As reported by Reuters, the investigation is looking into whether OpenAI’s technology or data could potentially fall into the wrong hands, including foreign adversaries. There are also claims linking ChatGPT to harmful use cases, ranging from misuse in criminal activity to concerns around self-harm and unsafe content.

Subpoenas are reportedly on the way, which means this isn’t just talk but a formal escalation. And all of this is happening right as OpenAI is being seen as a potential IPO candidate, with valuations being thrown around in the trillion-dollar range. That timing could complicate things further, as increased regulatory scrutiny may impact investor confidence and how aggressively the company can move forward with its public listing plans.

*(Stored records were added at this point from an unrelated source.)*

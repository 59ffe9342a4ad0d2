use chrono::{DateTime, Utc};

/// A domain-agnostic event.
///
/// Events are:
/// - **immutable** (treat them as facts)
/// - **versioned** (schema evolution)
/// - designed to be **append-only**
pub trait Event: Clone + core::fmt::Debug + Send + Sync + 'static {
    /// Stable event name/type identifier (e.g. "ledger.token.bought").
    fn event_type(&self) -> &'static str;

    /// Schema version for this event type.
    fn version(&self) -> u32;

    /// When the event occurred (business time).
    fn occurred_at(&self) -> DateTime<Utc>;
}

This could get messy, fast

Let’s be real, AI companies have been skating on thin ice when it comes to regulation. Rapid growth, massive user bases, and real-world impact were always going to attract attention eventually. But the timing here is what makes it spicy. OpenAI is scaling aggressively, pushing products like ChatGPT deeper into everyday life, and potentially preparing for a public offering. Getting hit with a government probe right now is not ideal.

At the same time, this might just be the beginning. Because once governments start asking questions about how AI is being used, and misused, it’s not just about one company anymore. It’s about the entire industry getting put under the microscope.